Je n'ai jamais dit qu'il fallait forcément fixer les rendements au niveau autorisé théoriquement par la loi pour ne pas être considéré comme abusif(ce qui serait aujourd'hui un taux de 2,75%). Mais qu'entre ce taux et la réalité qu'on trouve parfois (7% ou 8%, par exemple, il fallait trouver un juste milieu.
Cette question m'a souvent été posée par des journalistes et j'ai souvent articulé le chiffre de 5% en référence justement avec les caisses de pension.
Dans le débat de la Tribune,j'ai dit qu'il fallait qu'on se pose cette question, tout en expliquant ce que disait la loi.
Mais, sans doute, certains ne veulent entendre que ce qui les arrange...
Anne Emery-Torracinta

Écrit par : Anne Emery-Torracinta | 07/06/2012

Chère Anne,

Remarques de detail d'abord. Aucun journal n'a retenu ton chiffre de 5%. J'ai entendu 4% de ta bouche au débat de la TG tout aussi bien que son rédacteur en chef qui te cite.
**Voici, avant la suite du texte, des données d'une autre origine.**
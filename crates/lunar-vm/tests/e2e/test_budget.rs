use super::helpers::*;
use lunar_bytecode::opcode::OpCode;
use lunar_vm::{ErrorKind, TValue, Vm, VmConfig};

fn spin() -> lunar_bytecode::proto::Proto {
    let mut asm = Asm::main();
    asm.asbx(OpCode::Jmp, 0, -1);
    asm.abc(OpCode::Return, 0, 1, 0);
    asm.finish()
}

#[test]
fn test_budget_stops_infinite_loop() {
    let mut vm = new_vm();
    vm.set_instruction_budget(Some(1000));
    let err = vm.run(spin()).unwrap_err();
    assert!(matches!(err.kind, ErrorKind::BudgetExhausted));
    assert_eq!(err.to_string(), "test:1: instruction budget exhausted");
    assert_eq!(vm.budget, Some(0));
    assert!(vm.call_stack.is_empty());

    // The VM runs again once the budget is lifted
    vm.set_instruction_budget(None);
    let mut asm = Asm::main();
    asm.load_int(0, 7);
    asm.abc(OpCode::Return, 0, 2, 0);
    let r = run_on(&mut vm, asm.finish());
    assert_int(&r, 0, 7);
}

#[test]
fn test_budget_counts_instructions() {
    let mut vm = new_vm();
    vm.set_instruction_budget(Some(100));
    let mut asm = Asm::main();
    asm.load_int(0, 1);
    asm.load_int(1, 2);
    asm.abc(OpCode::Return, 0, 3, 0);
    run_on(&mut vm, asm.finish());
    assert_eq!(vm.budget, Some(97));
}

#[test]
fn test_budget_from_config() {
    init_logging();
    let mut vm = Vm::with_config(VmConfig::default().with_instruction_budget(Some(10)));
    let err = vm.run(spin()).unwrap_err();
    assert!(matches!(err.kind, ErrorKind::BudgetExhausted));
}

#[test]
fn test_budget_spans_nested_calls() {
    // A native re-entering the VM spends from the same budget
    let mut vm = new_vm();
    vm.register("reenter", |ctx| {
        let f = ctx.arg(1);
        ctx.call(&f, vec![])
    });
    let spinner = vm.load(spin()).unwrap();
    let reenter = vm.global("reenter");
    vm.set_instruction_budget(Some(50));
    let err = vm.call(&reenter, vec![spinner]).unwrap_err();
    assert!(matches!(err.kind, ErrorKind::BudgetExhausted));
    assert_eq!(vm.native_depth, 0);

    vm.set_instruction_budget(None);
    let select = vm.global("select");
    let r = vm.call(&select, vec![TValue::from("#")]).unwrap();
    assert_eq!(r, vec![TValue::from_integer(0)]);
}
Tu es aussi citée par LT pour avoir mentionné 3,5% et tu m'as confirmé relire toutes tes citations.. Et tu avais apparemment oublié qu'un rendement de 5,5% était admis pour les immeubles subventionnés, comme le rappelle un rapport de la Cour des comptes que nous avons reçu au début de l'année à la commission des finances. Toutes ces références se trouvent sur mon blog.

Sur le fond, ta proposition aurait l'effet de diminuer le rendement déjà faible voire insuffisant de la fortune des caisses de pension publiques. C'est ton droit mais il faut en assumer les conséquences pour les rentes futures des fonctionnaires comme d'ailleurs pour le signal négatif que tu donnes aux investisseurs immobiliers publics ou privés au détriment des personnes à la recherche de logements.